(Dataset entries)
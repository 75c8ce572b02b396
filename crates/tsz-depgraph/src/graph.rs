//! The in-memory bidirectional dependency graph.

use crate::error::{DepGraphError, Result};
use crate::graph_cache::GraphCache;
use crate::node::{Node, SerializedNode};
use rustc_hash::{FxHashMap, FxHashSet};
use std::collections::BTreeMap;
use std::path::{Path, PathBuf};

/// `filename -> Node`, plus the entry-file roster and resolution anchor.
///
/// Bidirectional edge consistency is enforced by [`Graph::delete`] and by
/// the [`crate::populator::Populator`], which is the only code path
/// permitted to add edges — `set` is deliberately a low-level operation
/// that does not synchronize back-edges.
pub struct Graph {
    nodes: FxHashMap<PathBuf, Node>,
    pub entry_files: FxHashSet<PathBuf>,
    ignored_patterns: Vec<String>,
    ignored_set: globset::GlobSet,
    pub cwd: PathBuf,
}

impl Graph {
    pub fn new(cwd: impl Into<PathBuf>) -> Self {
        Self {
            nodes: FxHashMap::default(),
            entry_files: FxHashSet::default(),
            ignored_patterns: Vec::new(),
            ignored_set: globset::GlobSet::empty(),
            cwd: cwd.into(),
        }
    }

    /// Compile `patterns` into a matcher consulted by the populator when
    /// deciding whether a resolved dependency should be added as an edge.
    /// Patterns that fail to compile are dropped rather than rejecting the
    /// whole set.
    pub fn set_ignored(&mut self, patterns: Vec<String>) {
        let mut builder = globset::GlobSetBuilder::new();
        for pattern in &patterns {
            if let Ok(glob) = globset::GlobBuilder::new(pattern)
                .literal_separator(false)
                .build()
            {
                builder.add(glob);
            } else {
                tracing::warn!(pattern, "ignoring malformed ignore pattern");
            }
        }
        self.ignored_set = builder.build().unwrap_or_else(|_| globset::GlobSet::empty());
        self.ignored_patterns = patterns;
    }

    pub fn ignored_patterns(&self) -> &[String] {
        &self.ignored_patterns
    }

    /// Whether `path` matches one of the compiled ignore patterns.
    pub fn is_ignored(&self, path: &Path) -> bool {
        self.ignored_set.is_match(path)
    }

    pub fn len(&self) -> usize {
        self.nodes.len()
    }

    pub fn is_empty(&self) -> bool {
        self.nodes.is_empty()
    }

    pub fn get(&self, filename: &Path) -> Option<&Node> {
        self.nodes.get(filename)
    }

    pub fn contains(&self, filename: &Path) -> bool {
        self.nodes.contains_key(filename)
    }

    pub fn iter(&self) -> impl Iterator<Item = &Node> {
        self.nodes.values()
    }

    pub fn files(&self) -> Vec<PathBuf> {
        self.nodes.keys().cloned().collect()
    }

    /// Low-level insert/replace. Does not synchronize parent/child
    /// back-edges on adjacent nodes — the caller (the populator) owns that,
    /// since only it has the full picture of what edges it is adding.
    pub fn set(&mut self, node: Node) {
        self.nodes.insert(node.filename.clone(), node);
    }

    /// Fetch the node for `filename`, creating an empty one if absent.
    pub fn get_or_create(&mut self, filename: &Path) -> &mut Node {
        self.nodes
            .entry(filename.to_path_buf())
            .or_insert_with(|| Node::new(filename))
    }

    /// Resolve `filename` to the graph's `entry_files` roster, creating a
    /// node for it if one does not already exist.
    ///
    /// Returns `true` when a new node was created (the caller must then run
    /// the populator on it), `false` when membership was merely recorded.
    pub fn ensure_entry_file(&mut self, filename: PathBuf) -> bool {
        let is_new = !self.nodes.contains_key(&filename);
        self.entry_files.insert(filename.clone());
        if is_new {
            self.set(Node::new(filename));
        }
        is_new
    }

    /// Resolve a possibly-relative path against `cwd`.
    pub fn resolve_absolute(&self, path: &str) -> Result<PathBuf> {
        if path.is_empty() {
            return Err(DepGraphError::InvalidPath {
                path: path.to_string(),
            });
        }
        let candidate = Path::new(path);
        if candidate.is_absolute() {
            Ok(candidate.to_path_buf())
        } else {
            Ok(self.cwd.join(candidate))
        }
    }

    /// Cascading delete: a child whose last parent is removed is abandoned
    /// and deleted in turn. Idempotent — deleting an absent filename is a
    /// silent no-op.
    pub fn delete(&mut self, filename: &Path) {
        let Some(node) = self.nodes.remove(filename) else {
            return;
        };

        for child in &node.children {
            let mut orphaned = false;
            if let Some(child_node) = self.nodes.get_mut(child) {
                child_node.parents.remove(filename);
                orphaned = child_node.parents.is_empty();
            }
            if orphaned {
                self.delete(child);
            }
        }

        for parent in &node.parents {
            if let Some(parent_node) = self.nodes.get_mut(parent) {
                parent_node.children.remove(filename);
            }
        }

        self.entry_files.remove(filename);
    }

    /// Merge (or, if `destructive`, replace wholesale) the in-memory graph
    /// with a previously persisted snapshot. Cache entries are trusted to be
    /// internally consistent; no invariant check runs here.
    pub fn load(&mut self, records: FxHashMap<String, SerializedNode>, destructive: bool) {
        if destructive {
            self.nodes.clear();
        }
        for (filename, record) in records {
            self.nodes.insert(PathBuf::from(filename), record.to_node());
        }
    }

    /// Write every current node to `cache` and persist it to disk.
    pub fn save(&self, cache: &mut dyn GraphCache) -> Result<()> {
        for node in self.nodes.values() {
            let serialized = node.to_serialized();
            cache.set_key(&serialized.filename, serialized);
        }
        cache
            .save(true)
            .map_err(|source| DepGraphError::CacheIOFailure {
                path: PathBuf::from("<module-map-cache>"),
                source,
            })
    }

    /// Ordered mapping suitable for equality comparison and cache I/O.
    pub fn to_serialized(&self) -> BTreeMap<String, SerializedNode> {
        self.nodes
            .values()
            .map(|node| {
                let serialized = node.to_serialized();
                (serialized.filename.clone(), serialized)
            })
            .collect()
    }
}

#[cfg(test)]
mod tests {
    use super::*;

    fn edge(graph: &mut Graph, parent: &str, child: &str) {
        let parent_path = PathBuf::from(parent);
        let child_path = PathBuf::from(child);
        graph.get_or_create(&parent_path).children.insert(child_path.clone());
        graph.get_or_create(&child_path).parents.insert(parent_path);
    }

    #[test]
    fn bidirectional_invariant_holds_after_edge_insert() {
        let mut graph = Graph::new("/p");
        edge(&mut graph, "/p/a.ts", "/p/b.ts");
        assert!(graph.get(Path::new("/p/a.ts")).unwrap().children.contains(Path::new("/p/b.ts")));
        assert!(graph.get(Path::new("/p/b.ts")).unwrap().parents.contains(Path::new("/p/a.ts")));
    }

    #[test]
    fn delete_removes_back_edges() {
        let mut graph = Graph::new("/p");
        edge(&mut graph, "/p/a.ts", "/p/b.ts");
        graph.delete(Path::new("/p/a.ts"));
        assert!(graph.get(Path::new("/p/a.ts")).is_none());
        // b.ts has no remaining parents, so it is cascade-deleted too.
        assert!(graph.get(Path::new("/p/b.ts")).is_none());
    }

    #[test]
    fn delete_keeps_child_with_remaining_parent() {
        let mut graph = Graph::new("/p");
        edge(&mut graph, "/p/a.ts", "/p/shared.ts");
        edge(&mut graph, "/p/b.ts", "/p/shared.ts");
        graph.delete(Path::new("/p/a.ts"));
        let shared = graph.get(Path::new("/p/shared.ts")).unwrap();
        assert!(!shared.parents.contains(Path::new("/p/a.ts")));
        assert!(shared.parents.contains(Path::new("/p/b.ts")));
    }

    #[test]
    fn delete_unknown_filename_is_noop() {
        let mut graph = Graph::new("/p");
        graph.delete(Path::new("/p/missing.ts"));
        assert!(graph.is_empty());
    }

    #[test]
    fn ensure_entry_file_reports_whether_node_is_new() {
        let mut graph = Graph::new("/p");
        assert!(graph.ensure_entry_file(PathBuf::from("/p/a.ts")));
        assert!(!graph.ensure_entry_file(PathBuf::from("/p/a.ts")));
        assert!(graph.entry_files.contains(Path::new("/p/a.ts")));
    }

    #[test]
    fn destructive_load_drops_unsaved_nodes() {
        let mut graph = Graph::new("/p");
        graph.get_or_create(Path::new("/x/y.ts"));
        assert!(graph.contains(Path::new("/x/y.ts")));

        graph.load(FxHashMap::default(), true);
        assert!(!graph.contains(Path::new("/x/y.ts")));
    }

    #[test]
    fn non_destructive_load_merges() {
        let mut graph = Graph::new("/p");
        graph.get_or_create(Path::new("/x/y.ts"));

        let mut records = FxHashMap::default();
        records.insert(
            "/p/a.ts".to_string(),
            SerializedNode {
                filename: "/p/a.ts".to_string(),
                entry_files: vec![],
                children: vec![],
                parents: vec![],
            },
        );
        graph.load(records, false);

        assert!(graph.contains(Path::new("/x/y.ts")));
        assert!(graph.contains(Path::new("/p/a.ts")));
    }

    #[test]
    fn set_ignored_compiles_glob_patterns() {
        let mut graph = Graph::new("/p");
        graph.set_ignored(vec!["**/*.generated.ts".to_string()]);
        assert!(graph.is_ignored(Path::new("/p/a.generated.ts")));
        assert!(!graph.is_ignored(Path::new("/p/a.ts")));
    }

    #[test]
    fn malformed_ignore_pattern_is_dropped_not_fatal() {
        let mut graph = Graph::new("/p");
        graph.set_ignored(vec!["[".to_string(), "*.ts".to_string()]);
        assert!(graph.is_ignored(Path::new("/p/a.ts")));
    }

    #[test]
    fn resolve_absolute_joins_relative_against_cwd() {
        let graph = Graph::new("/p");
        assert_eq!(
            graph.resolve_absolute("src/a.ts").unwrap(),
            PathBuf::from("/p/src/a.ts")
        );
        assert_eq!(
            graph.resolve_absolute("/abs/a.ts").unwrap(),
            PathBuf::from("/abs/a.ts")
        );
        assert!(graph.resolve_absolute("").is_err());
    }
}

Task requirements:
For every line above that includes the word "from", return the line.

Worked solution:
            self.nodes.insert(PathBuf::from(filename), record.to_node());
                path: PathBuf::from("<module-map-cache>"),
        let parent_path = PathBuf::from(parent);
        let child_path = PathBuf::from(child);
        assert!(graph.ensure_entry_file(PathBuf::from("/p/a.ts")));
        assert!(!graph.ensure_entry_file(PathBuf::from("/p/a.ts")));
            PathBuf::from("/p/src/a.ts")
            PathBuf::from("/abs/a.ts")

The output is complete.